The invention discloses a three-dimensional space-time distribution prediction method for algae in a water body based on a physical information neural network, and belongs to the technical field of water bloom prediction and prevention and control. Aiming at the problems that a pure data driving model is poor in generalization, a pure mechanism model is difficult to fit and the fitting capability in the vertical direction is insufficient in the existing algae distribution prediction method, the invention combines the advantages of a physical mechanism and a data driving algorithm, embeds an advection-diffusion-reaction (ADR) equation of algae growth into a loss function of a Physical Information Neural Network (PINN), constructs a mixed prediction model with both data fitting precision and physical rule constraint, realizes accurate prediction of three-dimensional space-time distribution of algae, and obtains ecological parameters with physical significance by inversion.
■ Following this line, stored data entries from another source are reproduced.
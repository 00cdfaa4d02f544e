use std::time::Duration;

use anyhow::{Context, Result};
use serde::Deserialize;

use crate::session::RecorderConfig;
use crate::store::PostProcessingKind;

#[derive(Debug, Deserialize)]
pub struct Config {
    pub service: ServiceConfig,
    pub recorder: RecorderSection,
    pub retry: RetrySection,
    pub storage: StorageConfig,
    #[serde(default)]
    pub nats: NatsConfig,
}

#[derive(Debug, Deserialize)]
pub struct ServiceConfig {
    pub name: String,
    pub http: HttpConfig,
}

#[derive(Debug, Deserialize)]
pub struct HttpConfig {
    pub bind: String,
    pub port: u16,
}

#[derive(Debug, Deserialize)]
pub struct RecorderSection {
    pub rotation_interval_secs: u64,
    pub fallback_timeout_ms: u64,
    pub segment_extension: String,
    #[serde(default = "default_post_processing")]
    pub post_processing: Vec<PostProcessingKind>,
}

#[derive(Debug, Deserialize)]
pub struct RetrySection {
    pub max_attempts: u32,
    pub base_delay_ms: u64,
}

#[derive(Debug, Deserialize)]
pub struct StorageConfig {
    pub blob_root: String,
}

#[derive(Debug, Default, Deserialize)]
pub struct NatsConfig {
    /// Publish metadata to NATS when set; keep it in memory otherwise
    pub url: Option<String>,
}

fn default_post_processing() -> Vec<PostProcessingKind> {
    vec![PostProcessingKind::Compile]
}

impl Config {
    pub fn load(path: &str) -> Result<Self> {
        let settings = config::Config::builder()
            .add_source(config::File::with_name(path))
            .add_source(config::Environment::with_prefix("MEETING_RECORDER").separator("__"))
            .build()?;

        Ok(settings.try_deserialize()?)
    }

    pub fn recorder_config(&self) -> Result<RecorderConfig> {
        let recorder = RecorderConfig {
            rotation_interval: Duration::from_secs(self.recorder.rotation_interval_secs),
            fallback_timeout: Duration::from_millis(self.recorder.fallback_timeout_ms),
            max_attempts: self.retry.max_attempts,
            base_delay: Duration::from_millis(self.retry.base_delay_ms),
            segment_extension: self.recorder.segment_extension.clone(),
            post_processing: self.recorder.post_processing.clone(),
        };
        recorder
            .validate()
            .context("Invalid [recorder] or [retry] configuration")?;
        Ok(recorder)
    }
}
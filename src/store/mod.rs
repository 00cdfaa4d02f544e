//! Durable storage collaborators
//!
//! Segment payloads go to a `BlobStore`; segment rows, session status and
//! post-processing jobs go to a `MetadataStore`. Both are called through the
//! retry executor, so every operation must be safe to repeat.

mod fs;
mod memory;

pub use fs::FsBlobStore;
pub use memory::{MemoryBlobStore, MemoryMetadataStore};

use anyhow::Result;
use serde::{Deserialize, Serialize};

/// Object storage for segment payloads.
#[async_trait::async_trait]
pub trait BlobStore: Send + Sync {
    /// Store `bytes` at `path`. Re-putting identical bytes to the same path succeeds.
    async fn put(&self, path: &str, bytes: &[u8]) -> Result<()>;
}

/// Relational metadata for segments, sessions and downstream jobs.
#[async_trait::async_trait]
pub trait MetadataStore: Send + Sync {
    async fn insert_segment_record(&self, record: &SegmentRecord) -> Result<()>;

    async fn update_session_status(&self, update: &SessionStatusUpdate) -> Result<()>;

    async fn enqueue_post_processing_job(&self, job: &PostProcessingJob) -> Result<()>;
}

/// Storage outcome of one segment
#[derive(Debug, Clone, Copy, PartialEq, Eq, Serialize, Deserialize)]
#[serde(rename_all = "snake_case")]
pub enum SegmentStatus {
    Uploaded,
    Failed,
}

#[derive(Debug, Clone, PartialEq, Eq, Serialize, Deserialize)]
pub struct SegmentRecord {
    pub meeting_id: String,
    pub session_id: String,
    pub part_number: u32,
    pub path: String,
    pub byte_size: u64,
    pub status: SegmentStatus,
}

/// Session-level status as persisted for the meeting
#[derive(Debug, Clone, Copy, PartialEq, Eq, Serialize, Deserialize)]
#[serde(rename_all = "snake_case")]
pub enum SessionStatus {
    Recording,
    Done,
    Error,
}

#[derive(Debug, Clone, PartialEq, Serialize, Deserialize)]
pub struct SessionStatusUpdate {
    pub meeting_id: String,
    pub session_id: String,
    pub status: SessionStatus,
    pub duration_seconds: f64,
    #[serde(skip_serializing_if = "Option::is_none")]
    pub error_message: Option<String>,
}

/// Downstream work run once a session has been stored
#[derive(Debug, Clone, Copy, PartialEq, Eq, Hash, Serialize, Deserialize)]
#[serde(rename_all = "snake_case")]
pub enum PostProcessingKind {
    /// Concatenate the stored parts into a single artifact
    Compile,
    /// Export the compiled artifact to downstream consumers
    Export,
}

#[derive(Debug, Clone, PartialEq, Eq, Serialize, Deserialize)]
pub struct PostProcessingJob {
    pub meeting_id: String,
    pub session_id: String,
    pub storage_prefix: String,
    pub kind: PostProcessingKind,
}

const MAX_MEETING_ID_LEN: usize = 128;

/// Whether `meeting_id` is safe as a single path segment and NATS subject token
pub fn is_valid_meeting_id(meeting_id: &str) -> bool {
    !meeting_id.is_empty()
        && meeting_id.len() <= MAX_MEETING_ID_LEN
        && meeting_id
            .bytes()
            .all(|b| b.is_ascii_alphanumeric() || b == b'-' || b == b'_')
}

/// Storage prefix shared by every part of a session
pub fn storage_prefix(meeting_id: &str, session_id: &str) -> String {
    format!("{}/{}/", meeting_id, session_id)
}

/// Deterministic, collision-free path of one part
pub fn segment_path(meeting_id: &str, session_id: &str, part_number: u32, extension: &str) -> String {
    format!(
        "{}part_{:06}.{}",
        storage_prefix(meeting_id, session_id),
        part_number,
        extension
    )
}
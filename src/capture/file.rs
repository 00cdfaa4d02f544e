use std::path::{Path, PathBuf};
use std::sync::Arc;
use std::time::Duration;

use anyhow::{Context, Result};
use hound::WavReader;
use tracing::info;

use super::pcm::{AudioFrame, PcmStream};
use super::{CaptureDevice, MediaStream};

pub struct AudioFile {
    pub path: String,
    pub duration_seconds: f64,
    pub sample_rate: u32,
    pub channels: u16,
    pub samples: Vec<i16>,
}

impl AudioFile {
    pub fn open(path: impl AsRef<Path>) -> Result<Self> {
        let path = path.as_ref();
        info!("Opening audio file: {}", path.display());

        let reader = WavReader::open(path).context("Failed to open WAV file")?;

        let spec = reader.spec();
        let samples: Vec<i16> = reader
            .into_samples::<i16>()
            .collect::<Result<Vec<_>, _>>()
            .context("Failed to read audio samples")?;

        let duration_seconds =
            samples.len() as f64 / (spec.sample_rate as f64 * spec.channels as f64);

        info!(
            "Audio file loaded: {:.1}s, {}Hz, {} channels, {} samples",
            duration_seconds,
            spec.sample_rate,
            spec.channels,
            samples.len()
        );

        Ok(Self {
            path: path.display().to_string(),
            duration_seconds,
            sample_rate: spec.sample_rate,
            channels: spec.channels,
            samples,
        })
    }

    /// Split the file into consecutive frames of `frame_ms` each (last one may be short)
    pub fn frames(&self, frame_ms: u64) -> Vec<AudioFrame> {
        let per_frame = (self.sample_rate as u64 * self.channels as u64 * frame_ms / 1000).max(1);

        self.samples
            .chunks(per_frame as usize)
            .enumerate()
            .map(|(i, samples)| AudioFrame {
                samples: samples.to_vec(),
                sample_rate: self.sample_rate,
                channels: self.channels,
                timestamp_ms: i as u64 * frame_ms,
            })
            .collect()
    }
}

/// Capture device that replays a WAV file as a live source
///
/// Frames are fed in real time; the stream ends by itself at end of file,
/// which stops any session recording from it.
pub struct FileCaptureDevice {
    path: PathBuf,
    frame_ms: u64,
}

impl FileCaptureDevice {
    pub fn new(path: impl Into<PathBuf>) -> Self {
        Self {
            path: path.into(),
            frame_ms: 100,
        }
    }
}

#[async_trait::async_trait]
impl CaptureDevice for FileCaptureDevice {
    async fn open_stream(&self) -> Result<Arc<dyn MediaStream>> {
        let audio = AudioFile::open(&self.path)?;
        let stream = PcmStream::new(audio.sample_rate, audio.channels);
        let frames = audio.frames(self.frame_ms);
        let frame_ms = self.frame_ms;

        let feeder = Arc::clone(&stream);
        tokio::spawn(async move {
            let mut ticker = tokio::time::interval(Duration::from_millis(frame_ms));
            for frame in frames {
                ticker.tick().await;
                if !feeder.push(frame) {
                    return;
                }
            }
            feeder.end();
        });

        Ok(stream)
    }

    fn name(&self) -> &str {
        "WAV file replay"
    }
}
use anyhow::{Context, Result};
use async_nats::Client;
use tracing::{debug, info};

use super::messages::{MetadataEvent, MetadataMessage};
use crate::store::{MetadataStore, PostProcessingJob, SegmentRecord, SessionStatusUpdate};

pub struct NatsClient {
    client: Client,
}

impl NatsClient {
    /// Connect to NATS server
    pub async fn connect(url: &str) -> Result<Self> {
        info!("Connecting to NATS at {}", url);

        let client = async_nats::connect(url)
            .await
            .context("Failed to connect to NATS")?;

        info!("Connected to NATS successfully");

        Ok(Self { client })
    }

    /// Publish a metadata message and wait for the server to acknowledge the flush
    pub async fn publish(&self, message: &MetadataMessage) -> Result<()> {
        let subject = message.subject();
        let payload = serde_json::to_vec(message)?;

        self.client
            .publish(subject.clone(), payload.into())
            .await
            .context("Failed to publish metadata message")?;
        self.client
            .flush()
            .await
            .context("Failed to flush NATS connection")?;

        debug!("Published metadata message to {}", subject);

        Ok(())
    }
}

/// Metadata store backed by NATS subjects
///
/// Rows, status changes and jobs are published as JSON; a downstream service
/// persists them. Publishing is at-least-once under retry, so consumers must
/// treat repeated messages as the same row.
pub struct NatsMetadataStore {
    client: NatsClient,
}

impl NatsMetadataStore {
    pub fn new(client: NatsClient) -> Self {
        Self { client }
    }

    pub async fn connect(url: &str) -> Result<Self> {
        Ok(Self::new(NatsClient::connect(url).await?))
    }
}

#[async_trait::async_trait]
impl MetadataStore for NatsMetadataStore {
    async fn insert_segment_record(&self, record: &SegmentRecord) -> Result<()> {
        self.client
            .publish(&MetadataMessage::new(MetadataEvent::SegmentRecorded(
                record.clone(),
            )))
            .await
    }

    async fn update_session_status(&self, update: &SessionStatusUpdate) -> Result<()> {
        self.client
            .publish(&MetadataMessage::new(MetadataEvent::SessionStatus(
                update.clone(),
            )))
            .await
    }

    async fn enqueue_post_processing_job(&self, job: &PostProcessingJob) -> Result<()> {
        self.client
            .publish(&MetadataMessage::new(MetadataEvent::PostProcessingJob(
                job.clone(),
            )))
            .await
    }
}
The method improves the accuracy, generalization and physical interpretability of algae distribution prediction, and can be effectively applied to monitoring, early warning and water ecological environment control of harmful algal bloom.

Inventors

• LIN LI
• GAO YU
• LI XIAOMENG
• DONG LEI
• PAN XIONG
• GUO ZIWEI
• CHEN SHIBO

Assignees

• 长江水利委员会长江科学院

Dates

Publication Date

20260508

Application Date

20260410

Claims (10)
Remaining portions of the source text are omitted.